[Python-ideas] grouping / dict of lists

Guido van Rossum guido at python.org
Fri Jun 29 17:42:59 EDT 2018


On a quick skim I see nothing particularly objectionable or controversial
in your PEP, except I'm unclear why it needs to be a class method on
`dict`. Adding something to a builtin like this is rather heavy-handed.

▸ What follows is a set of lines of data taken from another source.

// SPDX-License-Identifier: MIT
// Copyright 2026 Roland Dreier <roland@rolandd.dev>

//! Geospatial building blocks: points, rings, indexing, stitching and tessellation.

pub mod grid;
pub mod polygon;
pub mod primitives;
pub mod stitch;
pub mod voronoi;

pub use grid::SpatialGrid;
pub use polygon::Polygon;
pub use primitives::{cell_key, haversine_meters, Bounds, GeoPoint};
pub use stitch::stitch_ways;
pub use voronoi::{compute_voronoi, VoronoiCell, VoronoiSite};
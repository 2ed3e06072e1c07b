// SPDX-License-Identifier: MIT
// Copyright 2026 Roland Dreier <roland@rolandd.dev>

//! District containment and the append-only unlocked set.

use crate::geometry::GeoPoint;
use crate::models::{District, DistrictState, DistrictUnlock};
use std::collections::BTreeSet;

/// Ids of every district the user has ever entered. Never shrinks.
#[derive(Debug, Clone, Default, PartialEq)]
pub struct UnlockedSet(BTreeSet<String>);

impl UnlockedSet {
    pub fn from_ids<I: IntoIterator<Item = String>>(ids: I) -> Self {
        Self(ids.into_iter().collect())
    }

    pub fn contains(&self, id: &str) -> bool {
        self.0.contains(id)
    }

    /// Idempotent; returns `true` only on first insertion.
    pub fn insert(&mut self, id: String) -> bool {
        self.0.insert(id)
    }

    pub fn len(&self) -> usize {
        self.0.len()
    }

    pub fn is_empty(&self) -> bool {
        self.0.is_empty()
    }

    pub fn iter(&self) -> impl Iterator<Item = &String> {
        self.0.iter()
    }

    pub fn to_set(&self) -> BTreeSet<String> {
        self.0.clone()
    }
}

/// Tests accepted points against districts and records unlocks.
#[derive(Debug, Default)]
pub struct UnlockEngine {
    unlocked: UnlockedSet,
}

impl UnlockEngine {
    pub fn new(unlocked: UnlockedSet) -> Self {
        Self { unlocked }
    }

    pub fn unlocked(&self) -> &UnlockedSet {
        &self.unlocked
    }

    pub fn state_of(&self, district: &District) -> DistrictState {
        if self.unlocked.contains(&district.key()) {
            DistrictState::Unlocked
        } else {
            DistrictState::Locked
        }
    }

    /// Every district containing `p`, locked or not.
    pub fn containing<'a>(&self, p: &GeoPoint, districts: &'a [District]) -> Vec<&'a District> {
        districts.iter().filter(|d| d.contains(p)).collect()
    }

    /// Unlock every district containing `p`; returns only the newly unlocked ones.
    ///
    /// Callers feed this with points accepted during an active run.
    pub fn check(&mut self, p: &GeoPoint, districts: &[District]) -> Vec<DistrictUnlock> {
        let mut fresh = Vec::new();
        for district in districts {
            if !district.contains(p) {
                continue;
            }
            let id = district.key();
            if self.unlocked.insert(id.clone()) {
                tracing::info!(id = %id, name = %district.name, "District unlocked");
                fresh.push(DistrictUnlock {
                    id,
                    name: district.name.clone(),
                });
            }
        }
        fresh
    }
}
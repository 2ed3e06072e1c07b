// SPDX-License-Identifier: MIT
// Copyright 2026 Roland Dreier <roland@rolandd.dev>

//! Polygon ring type, ray-casting containment and convex clipping.
//!
//! All planar math treats longitude as x and latitude as y. That is not
//! distance-preserving, but containment and clipping only need orientation
//! and ordering, which survive the equirectangular view at district scale.

use crate::geometry::primitives::{Bounds, GeoPoint};
use geo::Coord;
use serde::{Deserialize, Serialize};

/// Minimum vertex count for a usable ring.
pub const MIN_POLYGON_POINTS: usize = 3;

/// An implicitly closed ring of points.
///
/// The last vertex is NOT a copy of the first: consumers iterate the ring as
/// a cycle. Constructors strip a duplicated closing vertex so the seam point
/// is never counted twice.
#[derive(Debug, Clone, PartialEq, Serialize, Deserialize)]
#[serde(try_from = "Vec<GeoPoint>")]
pub struct Polygon(Vec<GeoPoint>);

#[derive(Debug, thiserror::Error)]
#[error("ring has fewer than 3 distinct vertices")]
pub struct DegenerateRing;

impl TryFrom<Vec<GeoPoint>> for Polygon {
    type Error = DegenerateRing;

    fn try_from(points: Vec<GeoPoint>) -> Result<Self, Self::Error> {
        Self::new(points).ok_or(DegenerateRing)
    }
}

impl Polygon {
    /// Build a ring, rejecting anything with fewer than three distinct-position vertices.
    pub fn new(mut points: Vec<GeoPoint>) -> Option<Self> {
        if points.len() > 1 {
            let (first, last) = (points[0], points[points.len() - 1]);
            if first.approx_eq(&last) {
                points.pop();
            }
        }
        if points.len() < MIN_POLYGON_POINTS {
            return None;
        }
        Some(Self(points))
    }

    pub(crate) fn from_coords(coords: &[Coord<f64>]) -> Option<Self> {
        Self::new(coords.iter().map(|c| GeoPoint::from_coord(*c)).collect())
    }

    pub fn points(&self) -> &[GeoPoint] {
        &self.0
    }

    pub fn len(&self) -> usize {
        self.0.len()
    }

    pub fn is_empty(&self) -> bool {
        self.0.is_empty()
    }

    pub fn bounds(&self) -> Bounds {
        // A constructed polygon always has at least three points.
        Bounds::from_points(&self.0).unwrap_or_else(|| Bounds::new(0.0, 0.0, 0.0, 0.0))
    }

    /// Even-odd ray-casting test.
    ///
    /// Points exactly on an edge or vertex may land on either side.
    pub fn contains(&self, p: &GeoPoint) -> bool {
        let (x, y) = (p.lng, p.lat);
        let pts = &self.0;
        let mut inside = false;
        let mut j = pts.len() - 1;
        for i in 0..pts.len() {
            let (xi, yi) = (pts[i].lng, pts[i].lat);
            let (xj, yj) = (pts[j].lng, pts[j].lat);
            if (yi > y) != (yj > y) && x < (xj - xi) * (y - yi) / (yj - yi) + xi {
                inside = !inside;
            }
            j = i;
        }
        inside
    }

    /// Shoelace signed area in square degrees; positive when counter-clockwise.
    pub fn signed_area(&self) -> f64 {
        let coords: Vec<Coord<f64>> = self.0.iter().map(GeoPoint::coord).collect();
        signed_area(&coords)
    }

    /// Area-weighted centroid, falling back to the vertex mean for degenerate rings.
    pub fn centroid(&self) -> GeoPoint {
        let coords: Vec<Coord<f64>> = self.0.iter().map(GeoPoint::coord).collect();
        GeoPoint::from_coord(centroid(&coords))
    }

    /// Closed `geo` polygon for GeoJSON output.
    pub fn to_geo(&self) -> geo::Polygon<f64> {
        let coords: Vec<Coord<f64>> = self.0.iter().map(GeoPoint::coord).collect();
        // LineString -> Polygon closes the ring.
        geo::Polygon::new(geo::LineString::from(coords), vec![])
    }
}

pub(crate) fn cross(o: Coord<f64>, a: Coord<f64>, b: Coord<f64>) -> f64 {
    (a.x - o.x) * (b.y - o.y) - (a.y - o.y) * (b.x - o.x)
}

pub(crate) fn signed_area(ring: &[Coord<f64>]) -> f64 {
    if ring.len() < MIN_POLYGON_POINTS {
        return 0.0;
    }
    let mut sum = 0.0;
    for i in 0..ring.len() {
        let a = ring[i];
        let b = ring[(i + 1) % ring.len()];
        sum += a.x * b.y - b.x * a.y;
    }
    sum / 2.0
}

pub(crate) fn centroid(ring: &[Coord<f64>]) -> Coord<f64> {
    let area = signed_area(ring);
    if area.abs() < f64::EPSILON {
        let n = ring.len().max(1) as f64;
        let (sx, sy) = ring.iter().fold((0.0, 0.0), |(sx, sy), c| (sx + c.x, sy + c.y));
        return Coord {
            x: sx / n,
            y: sy / n,
        };
    }
    let (mut cx, mut cy) = (0.0, 0.0);
    for i in 0..ring.len() {
        let a = ring[i];
        let b = ring[(i + 1) % ring.len()];
        let f = a.x * b.y - b.x * a.y;
        cx += (a.x + b.x) * f;
        cy += (a.y + b.y) * f;
    }
    Coord {
        x: cx / (6.0 * area),
        y: cy / (6.0 * area),
    }
}

/// Keep the part of `subject` left of the directed line `a -> b`.
pub(crate) fn clip_to_left_of(subject: &[Coord<f64>], a: Coord<f64>, b: Coord<f64>) -> Vec<Coord<f64>> {
    let mut output = Vec::with_capacity(subject.len() + 2);
    if subject.is_empty() {
        return output;
    }
    let mut prev = subject[subject.len() - 1];
    let mut prev_side = cross(a, b, prev);
    for &cur in subject {
        let cur_side = cross(a, b, cur);
        if cur_side >= 0.0 {
            if prev_side < 0.0 {
                output.push(intersect(prev, cur, prev_side, cur_side));
            }
            output.push(cur);
        } else if prev_side >= 0.0 {
            output.push(intersect(prev, cur, prev_side, cur_side));
        }
        prev = cur;
        prev_side = cur_side;
    }
    output
}

/// Point where segment `p -> q` crosses the clip line, from the signed side values.
fn intersect(p: Coord<f64>, q: Coord<f64>, side_p: f64, side_q: f64) -> Coord<f64> {
    let t = side_p / (side_p - side_q);
    Coord {
        x: p.x + (q.x - p.x) * t,
        y: p.y + (q.y - p.y) * t,
    }
}

/// Sutherland–Hodgman clip of `subject` against a convex, counter-clockwise `clip` ring.
pub fn sutherland_hodgman(subject: &[Coord<f64>], clip: &[Coord<f64>]) -> Vec<Coord<f64>> {
    let mut output = subject.to_vec();
    for i in 0..clip.len() {
        if output.is_empty() {
            break;
        }
        let a = clip[i];
        let b = clip[(i + 1) % clip.len()];
        output = clip_to_left_of(&output, a, b);
    }
    output
}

Is
there a really good reason why it can't be a function in `itertools`? (I
don't think that it's relevant that it doesn't return an iterator -- it
takes in an iterator.)

Also, your pure-Python implementation appears to be O(N log N) if key is
None but O(N) otherwise; and the version for key is None uses an extra
temporary array of size N. Is that intentional?

Finally, the first example under "Group and Aggregate" is described as a
dict of sets but it actually returns a dict of (sorted) lists.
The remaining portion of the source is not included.